O que é Contracepção e por que é importante
A contracepção é um componente essencial da saúde reprodutiva, permitindo que indivíduos e casais:
- Planejem se e quando ter filhos;
- Reduzam gestações não planejadas;
- Promovam autonomia reprodutiva;
- Protejam a saúde física e emocional.
Mesmo com ampla disponibilidade de métodos modernos, no Brasil muitos casos de gravidez não planejada ainda ocorrem — em parte devido ao uso inadequado ou escolhas mal orientadas.
Eficácia dos Métodos: Índice de Pearl
A eficácia contraceptiva é medida pelo Índice de Pearl:
Número de gestações por 100 mulheres-ano de uso do método.
- Quanto menor o índice, maior a eficácia.
- Uso ideal (sem erros) costuma ser muito mais eficaz que o uso real (na prática clínica).
- Métodos de longa duração (como DIU e implantes) tendem a manter alta eficácia independentemente da usuária.

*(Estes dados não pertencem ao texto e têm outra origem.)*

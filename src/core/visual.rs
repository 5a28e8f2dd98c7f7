//! Rendered page comparison
//!
//! Each page of both documents is rasterized, encoded as PNG and the encoded
//! bytes are compared page by page. Loading and rasterization are delegated to a
//! [`DocumentBackend`]; the pdfium implementation lives behind the `rendering` feature.

use std::io::{Cursor, Read};
use std::ops::Deref;

use image::{ImageFormat, RgbaImage};
use tracing::{debug, warn};

use super::error::{CompareError, Result};

/// Encoded page images of one document, in page order
pub type PageImageSet = Vec<Vec<u8>>;

/// What to do when a rendered page cannot be encoded
#[derive(Debug, Clone, Copy, PartialEq, Eq, Default)]
pub enum EncodeFailure {
    /// Leave the page out of the image set and carry on.
    ///
    /// Later pages shift position, so an asymmetric failure usually turns into
    /// a mismatch on a different page.
    #[default]
    SkipPage,
    /// Abort the comparison with [`CompareError::Encode`].
    Fail,
}

/// A parsed document whose pages can be rasterized
pub trait PageSource {
    fn page_count(&self) -> usize;

    /// Rasterize the page at zero-based `index`
    fn render_page(&self, index: usize) -> Result<RgbaImage>;

    /// Release parser resources held by the document
    ///
    /// Called once by [`DocumentGuard`] when the document goes out of scope.
    fn close(&mut self) -> Result<()> {
        Ok(())
    }
}

/// Loads documents and encodes their rendered pages
pub trait DocumentBackend {
    type Document<'a>: PageSource
    where
        Self: 'a;

    /// Parse `bytes` into a document
    ///
    /// # Errors
    /// Returns [`CompareError::InvalidDocument`] when the bytes are not a readable document.
    fn load<'a>(&'a self, bytes: &'a [u8]) -> Result<Self::Document<'a>>;

    /// Encode a rendered page in a lossless format
    fn encode_page(&self, page: &RgbaImage) -> Result<Vec<u8>> {
        encode_png(page).map_err(|e| CompareError::Encode(e.to_string()))
    }
}

/// Encode an RGBA raster as PNG
pub fn encode_png(page: &RgbaImage) -> image::ImageResult<Vec<u8>> {
    let mut bytes = Cursor::new(Vec::new());
    page.write_to(&mut bytes, ImageFormat::Png)?;
    Ok(bytes.into_inner())
}

/// Owns a loaded document and closes it when dropped
///
/// Close failures are logged at debug level and never reach the caller.
pub struct DocumentGuard<D: PageSource> {
    document: D,
}

impl<D: PageSource> DocumentGuard<D> {
    pub fn new(document: D) -> Self {
        Self { document }
    }
}

impl<D: PageSource> Deref for DocumentGuard<D> {
    type Target = D;

    fn deref(&self) -> &D {
        &self.document
    }
}

impl<D: PageSource> Drop for DocumentGuard<D> {
    fn drop(&mut self) {
        if let Err(e) = self.document.close() {
            debug!(
                error = %e,
                "An error occurred whilst closing a document. It does not affect the comparison, but should be investigated"
            );
        }
    }
}

/// Render and encode every page of `document`
///
/// # Errors
/// Rendering failures are always returned. Encoding failures are returned only
/// under [`EncodeFailure::Fail`].
pub fn page_images<B, D>(backend: &B, document: &D, on_encode_failure: EncodeFailure) -> Result<PageImageSet>
where
    B: DocumentBackend,
    D: PageSource,
{
    let page_count = document.page_count();
    let mut images = Vec::with_capacity(page_count);

    for index in 0..page_count {
        let raster = document.render_page(index)?;
        match backend.encode_page(&raster) {
            Ok(bytes) => images.push(bytes),
            Err(e) if on_encode_failure == EncodeFailure::Fail => return Err(e),
            Err(e) => warn!(page = index + 1, error = %e, "Page image could not be encoded and was skipped"),
        }
    }

    Ok(images)
}

/// Compare two page image sets
///
/// Two missing sets are equal; a missing set never equals a present one.
/// Present sets are equal when they hold the same number of images and every
/// image is byte-identical to the one at the same position.
pub fn page_image_sets_equal(actual: Option<&[Vec<u8>]>, expected: Option<&[Vec<u8>]>) -> bool {
    match (actual, expected) {
        (None, None) => true,
        (Some(actual), Some(expected)) => {
            actual.len() == expected.len() && actual.iter().zip(expected).all(|(a, e)| a == e)
        }
        _ => false,
    }
}

/// Whether both documents render to the same page images
///
/// Both documents are closed on every exit path, including load and render failures.
pub fn are_images_same<B: DocumentBackend>(
    backend: &B,
    actual: &[u8],
    expected: &[u8],
    on_encode_failure: EncodeFailure,
) -> Result<bool> {
    let actual_document = DocumentGuard::new(backend.load(actual)?);
    let expected_document = DocumentGuard::new(backend.load(expected)?);

    let actual_pages = page_images(backend, &*actual_document, on_encode_failure)?;
    let expected_pages = page_images(backend, &*expected_document, on_encode_failure)?;

    debug!(
        actual_pages = actual_pages.len(),
        expected_pages = expected_pages.len(),
        "Rendered documents for comparison"
    );
    Ok(page_image_sets_equal(Some(actual_pages.as_slice()), Some(expected_pages.as_slice())))
}

/// Stream form of [`are_images_same`]; a missing stream is never the same
pub fn are_images_same_from_readers<B, A, E>(
    backend: &B,
    actual: Option<A>,
    expected: Option<E>,
    on_encode_failure: EncodeFailure,
) -> Result<bool>
where
    B: DocumentBackend,
    A: Read,
    E: Read,
{
    let (Some(mut actual), Some(mut expected)) = (actual, expected) else {
        return Ok(false);
    };
    let mut actual_bytes = Vec::new();
    actual.read_to_end(&mut actual_bytes)?;
    let mut expected_bytes = Vec::new();
    expected.read_to_end(&mut expected_bytes)?;

    are_images_same(backend, &actual_bytes, &expected_bytes, on_encode_failure)
}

Exemplo de alguns índices segundo dados técnicos gerais:
| Método | Uso ideal (gestações/100 mulheres/ano) | Uso típico (real) |
|---|---|---|
| Implante subdérmico | ~0,1 | ~0,1 |
| DIU de cobre | ~0,6 | ~0,8 |
| Pílula combinada | ~0,3 | ~7 |
| Preservativo masculino | ~2 | ~13 |
| Coito interrompido | ~4 | ~20 |

Critérios de Elegibilidade (OMS)
A Organização Mundial da Saúde (OMS) define categorias que orientam a escolha segura de métodos contraceptivos:
- Categoria 1: Sem restrições.
- Categoria 2: Benefícios superam riscos; uso permitido com cautela.

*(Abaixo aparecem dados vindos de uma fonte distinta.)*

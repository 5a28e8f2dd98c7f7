//! Page rasterization through pdfium

use image::RgbaImage;
use pdfium_render::prelude::*;

use super::error::{CompareError, Result};
use super::visual::{DocumentBackend, PageSource};

/// Resolution used when none is given; PDF user space is 72 units per inch.
pub const DEFAULT_DPI: f32 = 96.0;

/// [`DocumentBackend`] backed by a pdfium shared library
pub struct PdfiumBackend {
    pdfium: Pdfium,
    scale: f32,
}

impl PdfiumBackend {
    /// Bind pdfium from the working directory, falling back to the system library
    pub fn bind(dpi: f32) -> Result<Self> {
        let bindings = Pdfium::bind_to_library(Pdfium::pdfium_platform_library_name_at_path("./"))
            .or_else(|_| Pdfium::bind_to_system_library())
            .map_err(|e| CompareError::Render(format!("pdfium library unavailable: {}", e)))?;

        Ok(Self {
            pdfium: Pdfium::new(bindings),
            scale: dpi / 72.0,
        })
    }
}

pub struct PdfiumDocument<'a> {
    document: PdfDocument<'a>,
    scale: f32,
}

impl PageSource for PdfiumDocument<'_> {
    fn page_count(&self) -> usize {
        self.document.pages().len() as usize
    }

    fn render_page(&self, index: usize) -> Result<RgbaImage> {
        let page_index = PdfPageIndex::try_from(index)
            .map_err(|_| CompareError::Render(format!("page index {} out of range", index)))?;
        let page = self
            .document
            .pages()
            .get(page_index)
            .map_err(|e| CompareError::Render(format!("page {}: {}", index + 1, e)))?;

        let config = PdfRenderConfig::new().scale_page_by_factor(self.scale);
        let bitmap = page
            .render_with_config(&config)
            .map_err(|e| CompareError::Render(format!("page {}: {}", index + 1, e)))?;

        let width = u32::try_from(bitmap.width()).unwrap_or(0);
        let height = u32::try_from(bitmap.height()).unwrap_or(0);
        RgbaImage::from_raw(width, height, bitmap.as_rgba_bytes())
            .ok_or_else(|| CompareError::Render(format!("page {}: bitmap size mismatch", index + 1)))
    }
}

impl DocumentBackend for PdfiumBackend {
    type Document<'a> = PdfiumDocument<'a>;

    fn load<'a>(&'a self, bytes: &'a [u8]) -> Result<PdfiumDocument<'a>> {
        let document = self
            .pdfium
            .load_pdf_from_byte_slice(bytes, None)
            .map_err(|e| CompareError::InvalidDocument(e.to_string()))?;

        Ok(PdfiumDocument {
            document,
            scale: self.scale,
        })
    }
}
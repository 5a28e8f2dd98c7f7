//! Fixture scanning and per-pair comparison

pub mod pair_scanner;

pub use pair_scanner::{collect_document_pairs, compare_structurally, compare_visually, ComparisonOutcome, ComparisonResult, DocumentPair};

- Categoria 3: Riscos podem superar benefícios; usar apenas se necessário e com monitoramento.
- Categoria 4: Contraindicação absoluta.
Esses critérios ajudam profissionais de saúde a decidir qual método é mais seguro conforme condições clínicas, idade, lactação etc.
Classificação dos Métodos Contraceptivos
Métodos Hormonais
Têm ação principalmente sobre ovulação e/ou muco cervical:
- Pílulas combinadas (estrogênio + progestagênio): eficazes com uso correto, mas dependem da adesão diária.
- Progestagênios isolados: mini-pílulas, injeções e implantes — opções quando estrogênio não é indicado.
- DIU hormonal: liberação local de progestagênio com ação prolongada.
Métodos Não Hormonais
- DIU de cobre: atua como espermicida local, sem hormônios.
- Preservativos (masculino e feminino): barreira física; também previnem ISTs.
- Diafragma/Capuz cervical: requer uso de espermicida e técnica adequada.
Farmacologia dos Componentes Hormonais
Componente Estrogênico — Etinilestradiol (EE)
- Presente na maioria das pílulas combinadas.
- A modificação etinil aumenta sua biodisponibilidade oral.
- Função principal: estabilizar o endométrio e prevenir sangramentos irregulares; não é o principal mecanismo anovulatório.
- Pode induzir alterações metabólicas e aumentar fatores de coagulação, elevando o risco trombótico em doses elevadas.
Efeitos sistêmicos do EE:
- Pró-trombótico: alterações na coagulação.
- Sistema Renina-Angiotensina: potencial impacto cardiovascular.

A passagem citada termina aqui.